しかも、クーラントの供給初期において、工具ホルダー
1のミスト通路12内に滞留していたエアは、工具装着
部5内に設けられる工具端調整部材5a内の通路5bか
ら工具装着部5に設けられたバランス調整用の条溝5c
および切削工具Aの通孔を通って速やかに外部に排除さ
れ、切削開始時にはクーラントが切削工具Aの通孔を経
て切削部に噴出されることになる。したがって、切削作
業が円滑に行われ、切刃部の損耗を低減できると共に、
切れ味の低下を防ぎ、ミスト化されたクーラントの使用
効果を高めて所期の目的を達成することができる。
【0022】次に、図2にて示されるのは工具ホルダー
の他の実施例で、全体断面図(a)、図(a)における
矢印Z側から見た図(b)である。
【0023】この実施例の工具ホルダー1Aは、本体2
Aが前記実施例のものに比べて長さの短い形状のもので
ある。なお、この工具ホルダー1Aにおける外形部につ
いては周知の形状・構造にされ、本体2Aの先端部にお
ける工具装着部5Aには公知のコレットチャックが組み
込まれたものである。したがって、前記実施例の工具ホ
ルダー1と同一構造の部分については同一の符号を付し
ている(以下同様)。
【0024】この工具ホルダー1Aでは、本体2Aの後
端部に取付けられるエアブロー接続部材4の軸心を貫通
してコレットチャック20の後端部までに設けられる通
孔部6Aには、中空の導通部材14が装着されている。
この導通部材14は、軸心部に小径のミスト通路15を
形成されて、先端部14aを本体2A内の通孔部6Aに
収まる太い径にされるとともに、中間から後端までをエ
アブロー接続部材4の軸心に形成された孔に嵌合する細
い径にされている。
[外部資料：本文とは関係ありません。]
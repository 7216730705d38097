//! Loading and rendering the user's `*.tem` templates.

mod helpers;

use std::collections::BTreeMap;
use std::ffi::OsStr;
use std::fs;
use std::path::{Path, PathBuf};

use minijinja::{AutoEscape, Environment, ErrorKind, Value};
use serde::Serialize;

use crate::links::{RenderError, RenderTemplate, escape_html, escape_none};

pub const TEMPLATE_EXTENSION: &str = "tem";

/// Whether templates produce plain text or HTML.
#[derive(Debug, Clone, Copy, Default, PartialEq, Eq)]
pub enum OutputMode {
    #[default]
    Html,
    Text,
}

impl OutputMode {
    /// The escape function applied to prose around links.
    pub fn escape(self) -> fn(&str) -> String {
        match self {
            OutputMode::Html => escape_html,
            OutputMode::Text => escape_none,
        }
    }

    fn auto_escape(self) -> AutoEscape {
        match self {
            OutputMode::Html => AutoEscape::Html,
            OutputMode::Text => AutoEscape::None,
        }
    }

    /// Wraps already-escaped output so auto-escaping leaves it alone.
    fn trust(self, s: String) -> Value {
        match self {
            OutputMode::Html => Value::from_safe_string(s),
            OutputMode::Text => Value::from(s),
        }
    }
}

#[derive(Debug, thiserror::Error)]
pub enum TemplateError {
    #[error("cannot read template directory {}: {source}", path.display())]
    ReadDir {
        path: PathBuf,
        source: std::io::Error,
    },
    #[error("cannot read template {}: {source}", path.display())]
    Read {
        path: PathBuf,
        source: std::io::Error,
    },
    #[error("no *.tem templates in {}", .0.display())]
    NoTemplates(PathBuf),
    #[error("cannot compile template {name:?}: {source}")]
    Compile {
        name: String,
        source: minijinja::Error,
    },
    #[error(transparent)]
    Render(#[from] RenderError),
}

/// Every template in a data directory, ready to render.
///
/// A template is reachable by its file name (`index.tem`) and, unless that
/// clashes with another file name, by its stem (`index`). Templates see the
/// helpers `embed`, `html`, `attr`, `css`, `js` and `linkify`.
pub struct TemplateSet {
    env: Environment<'static>,
    mode: OutputMode,
    data_dir: PathBuf,
}

impl TemplateSet {
    /// Loads every `*.tem` file directly under `data_dir`.
    pub fn load(data_dir: impl Into<PathBuf>, mode: OutputMode) -> Result<Self, TemplateError> {
        let data_dir = data_dir.into();
        let read_dir_error = |source| TemplateError::ReadDir {
            path: data_dir.clone(),
            source,
        };

        let mut sources = BTreeMap::new();
        for entry in fs::read_dir(&data_dir).map_err(read_dir_error)? {
            let path = entry.map_err(read_dir_error)?.path();
            if !path.is_file() || path.extension() != Some(OsStr::new(TEMPLATE_EXTENSION)) {
                continue;
            }
            let Some(name) = path.file_name().and_then(OsStr::to_str) else {
                log::warn!("skipping template with non-UTF-8 name: {}", path.display());
                continue;
            };

            let name = name.to_string();
            let source = fs::read_to_string(&path)
                .map_err(|source| TemplateError::Read { path, source })?;
            log::debug!("loaded template {name}");
            sources.insert(name, source);
        }

        if sources.is_empty() {
            return Err(TemplateError::NoTemplates(data_dir));
        }
        Self::from_sources(data_dir, mode, sources)
    }

    /// Builds a set from `(file name, source)` pairs; `embed` reads from `data_dir`.
    pub fn from_sources<I, N, S>(
        data_dir: impl Into<PathBuf>,
        mode: OutputMode,
        sources: I,
    ) -> Result<Self, TemplateError>
    where
        I: IntoIterator<Item = (N, S)>,
        N: Into<String>,
        S: Into<String>,
    {
        let data_dir = data_dir.into();
        let sources: BTreeMap<String, String> = sources
            .into_iter()
            .map(|(name, source)| (name.into(), source.into()))
            .collect();

        let mut env = Environment::new();
        env.set_auto_escape_callback(move |_| mode.auto_escape());
        helpers::register(&mut env, &data_dir, mode);

        for (name, source) in &sources {
            add_template(&mut env, name, source)?;
        }
        let suffix = format!(".{TEMPLATE_EXTENSION}");
        for (name, source) in &sources {
            if let Some(stem) = name.strip_suffix(&suffix)
                && !sources.contains_key(stem)
            {
                add_template(&mut env, stem, source)?;
            }
        }

        Ok(Self {
            env,
            mode,
            data_dir,
        })
    }

    pub fn render<S: Serialize + ?Sized>(
        &self,
        name: &str,
        data: &S,
    ) -> Result<String, TemplateError> {
        Ok(self.env.render_template(name, data)?)
    }

    pub fn mode(&self) -> OutputMode {
        self.mode
    }

    pub fn data_dir(&self) -> &Path {
        &self.data_dir
    }
}

fn add_template(
    env: &mut Environment<'static>,
    name: &str,
    source: &str,
) -> Result<(), TemplateError> {
    env.add_template_owned(name.to_string(), source.to_string())
        .map_err(|source| TemplateError::Compile {
            name: name.to_string(),
            source,
        })
}

impl RenderTemplate for Environment<'_> {
    fn render_template<S: Serialize + ?Sized>(
        &self,
        name: &str,
        data: &S,
    ) -> Result<String, RenderError> {
        let template = self.get_template(name).map_err(|err| match err.kind() {
            ErrorKind::TemplateNotFound => RenderError::Undefined(name.to_string()),
            _ => RenderError::Template(err),
        })?;
        Ok(template.render(data)?)
    }
}

impl RenderTemplate for TemplateSet {
    fn render_template<S: Serialize + ?Sized>(
        &self,
        name: &str,
        data: &S,
    ) -> Result<String, RenderError> {
        self.env.render_template(name, data)
    }
}

#[cfg(test)]
mod tests {
    use super::*;
    use crate::tests::{create_test_data_dir, create_test_file};
    use pretty_assertions::assert_eq;
    use serde_yaml::Value as Yaml;

    fn record(yaml: &str) -> Yaml {
        serde_yaml::from_str(yaml).unwrap()
    }

    fn set(mode: OutputMode, templates: &[(&str, &str)]) -> TemplateSet {
        TemplateSet::from_sources("", mode, templates.iter().copied()).unwrap()
    }

    #[test]
    fn text_mode_linkifies_without_escaping() {
        let templates = set(
            OutputMode::Text,
            &[
                ("index.tem", "{{ desc | linkify }}"),
                ("link.tem", "<{{ label }}>"),
            ],
        );
        let data = record("desc: Built systems & things. ((http://example.com/x?q#f))");

        let out = templates.render("index.tem", &data).unwrap();

        assert_eq!(out, "Built systems & things. <example.com/x>");
    }

    #[test]
    fn html_mode_escapes_prose_and_link_fields_once() {
        let templates = set(
            OutputMode::Html,
            &[
                ("index.tem", "<p>{{ desc | linkify }}</p>"),
                ("link.tem", "<a>{{ label }}</a>"),
            ],
        );
        let data = record("desc: Fish & ((http://a.com chips & dip))");

        let out = templates.render("index", &data).unwrap();

        assert_eq!(out, "<p>Fish &amp; <a>chips &amp; dip</a></p>");
    }

    #[test]
    fn html_mode_auto_escapes_plain_fields() {
        let templates = set(
            OutputMode::Html,
            &[("index.tem", "{{ desc }}|{{ desc | html }}|{{ attr(desc) }}")],
        );
        let out = templates.render("index", &record("desc: a < b")).unwrap();
        assert_eq!(out, "a &lt; b|a < b|a < b");
    }

    #[test]
    fn text_mode_leaves_fields_alone() {
        let templates = set(OutputMode::Text, &[("index.tem", "{{ desc }}")]);
        let out = templates.render("index", &record("desc: a < b")).unwrap();
        assert_eq!(out, "a < b");
    }

    #[test]
    fn missing_link_template_falls_back_to_label() {
        let templates = set(OutputMode::Html, &[("index.tem", "{{ desc | linkify }}")]);
        let out = templates
            .render("index", &record("desc: see ((http://x.com a<b))"))
            .unwrap();
        assert_eq!(out, "see a&lt;b");
    }

    #[test]
    fn linkify_of_missing_field_is_empty() {
        let templates = set(OutputMode::Text, &[("index.tem", "[{{ nope | linkify }}]")]);
        assert_eq!(templates.render("index", &record("{}")).unwrap(), "[]");
    }

    #[test]
    fn unknown_template_is_undefined() {
        let templates = set(OutputMode::Text, &[("index.tem", "x")]);
        let err = templates.render("resume.tem", &record("{}")).unwrap_err();
        assert!(matches!(
            err,
            TemplateError::Render(RenderError::Undefined(name)) if name == "resume.tem"
        ));
    }

    #[test]
    fn compile_error_names_the_template() {
        let result = TemplateSet::from_sources("", OutputMode::Text, [("bad.tem", "{{ oops")]);
        match result {
            Err(TemplateError::Compile { name, .. }) => assert_eq!(name, "bad.tem"),
            Err(other) => panic!("expected compile error, got {other}"),
            Ok(_) => panic!("expected compile error"),
        }
    }

    #[test]
    fn embeds_files_from_data_dir() {
        let data_dir = create_test_data_dir();
        create_test_file(&data_dir, "style.css", "p > a { color: red }");

        let templates = TemplateSet::from_sources(
            data_dir.path(),
            OutputMode::Html,
            [("index.tem", "<style>{{ embed('style.css') | css }}</style>")],
        )
        .unwrap();

        let out = templates.render("index", &record("{}")).unwrap();
        assert_eq!(out, "<style>p > a { color: red }</style>");
    }

    #[test]
    fn embed_outside_data_dir_fails_render() {
        let data_dir = create_test_data_dir();
        let templates = TemplateSet::from_sources(
            data_dir.path(),
            OutputMode::Text,
            [("index.tem", "{{ embed('../secret') }}")],
        )
        .unwrap();

        let err = templates.render("index", &record("{}")).unwrap_err();
        assert!(matches!(err, TemplateError::Render(RenderError::Template(_))));
        assert!(err.to_string().contains("leave data directory"));
    }

    #[test]
    fn load_registers_file_names_and_stems() {
        let data_dir = create_test_data_dir();
        create_test_file(&data_dir, "index.tem", "{{ me.chosen }}");
        create_test_file(&data_dir, "notes.txt", "{{ not a template");

        let templates = TemplateSet::load(data_dir.path(), OutputMode::Text).unwrap();
        let data = record("me: {chosen: Jo}");

        assert_eq!(templates.render("index.tem", &data).unwrap(), "Jo");
        assert_eq!(templates.render("index", &data).unwrap(), "Jo");
        assert!(templates.render("notes.txt", &data).is_err());
        assert_eq!(templates.data_dir(), data_dir.path());
        assert_eq!(templates.mode(), OutputMode::Text);
    }

    #[test]
    fn stem_never_shadows_a_file_name() {
        let templates = set(
            OutputMode::Text,
            &[("a.tem", "plain"), ("a.tem.tem", "doubled")],
        );
        assert_eq!(templates.render("a.tem", &record("{}")).unwrap(), "plain");
        assert_eq!(templates.render("a", &record("{}")).unwrap(), "plain");
    }

    #[test]
    fn load_empty_dir_is_an_error() {
        let data_dir = create_test_data_dir();
        let result = TemplateSet::load(data_dir.path(), OutputMode::Html);
        assert!(matches!(result, Err(TemplateError::NoTemplates(_))));
    }

    #[test]
    fn load_missing_dir_is_an_error() {
        let result = TemplateSet::load("/this/path/does/not/exist", OutputMode::Html);
        assert!(matches!(result, Err(TemplateError::ReadDir { .. })));
    }

    #[test]
    fn escape_follows_mode() {
        assert_eq!(OutputMode::Html.escape()("<b>"), "&lt;b&gt;");
        assert_eq!(OutputMode::Text.escape()("<b>"), "<b>");
        assert_eq!(OutputMode::default(), OutputMode::Html);
    }
}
そして、前記先端部14aの先端面
に設けた環状溝14bにシールリング16を装着してコ
レットチャック20の爪ホルダー21後端面に接触させ
て、通孔部6Aに螺合させた固定部片7を導通部材14
の段部端面14cに押し当てられ、また後端部外周にも
シールリング16aを付して通孔部6A内でミスト通路
15が気密に保たれるようにされている。
【0025】また、工具装着部5Aにおけるコレットチ
ャック20の筒状爪22内部には、装着される切削工具
Aのシャンク部a後端と爪ホルダー21内に螺合する工
具端調整部材24の先端との間に、図2(b)で示され
るような中心に通孔17aを穿設されるとともに、縦断
する連通溝17′を一端面に付された駒片17を介在さ
せるように設けられる。その駒片17に付された連通溝
17′は、前記導通部材14のミスト通路15から工具
端調整部材24の内部通孔24aを経て切削工具Aの軸
心に設けられる通孔(図示省略)に通じるクーラントの
一部が分岐されて、コレットチャック20の筒状爪22
に形成される分割スリット部23に連通させる目的で設
けられる。なお、爪ホルダー21に付される工具端調整
部材24の先端にはシールリング18が付されて、内設
される駒片17の端面に前記シールリング18を接触さ
せて切削工具Aの軸心に設けられる通孔と前記コレット
チャック20の筒状爪22に形成される分割スリット部
23とにクーラントが流入するようにされている。
【0026】このようにされた工具ホルダー1Aによれ
ば、前記実施例の工具ホルダー1と同様に図示されない
工作機の工具駆動主軸に装着されてミスト供給管と工具
ホルダーの導通部材14の後端とが接続されてクーラン
トが供給されると、その導通部材14内のミスト通路1
5は小径にされて、かつ気密に保たれているので、高速
で流動し、気液が分離されることなく工具装着部5Aに
送り込まれる。すると、その工具装着部5Aにおいて
は、工具端調整部材24と切削工具Aのシャンク部a端
との間に介在させた駒片17の連通溝17′からコレッ
トチャック20の分割スリット部23および駒片17の
通孔17aから切削工具Aの通孔を経て、初期状態で工
具ホルダー1Aのミスト通路15および工具装着部5A
内空間に滞留していたエアが、流入するクーラントの圧
力で瞬時に排出され、迅速に工具ホルダー1A内の流通
空間がクーラントで満たされて切削工具Aの通孔を通じ
て切削部にクーラントを速やかに供給することができ
る。
【0027】また、前記工具装着部5Aにおける前記駒
片17の連通溝17′からコレットチャック20の分割
スリット部23を通じての流通経路では、ミスト通路1
5に供給されて切削工具Aの通孔から先端部へ継続的に
供給されるクーラントが所要の噴出状態以上に供給され
ると、通孔からの流出に加えて連通溝17′からも流出
され、過剰な状態になることなく圧力バランスを保って
切削部にクーラントがミストの状態を保って噴出され、
冷却並びに切屑の排出を円滑に行わせる。また、前記駒
片17の連通溝17′からコレットチャック20の分割
スリット部23を通じて流出するクーラントは、気液平
衡が崩れているも切削工具Aの周側面に沿って流動して
冷却効果を併せ発揮するので無駄はない。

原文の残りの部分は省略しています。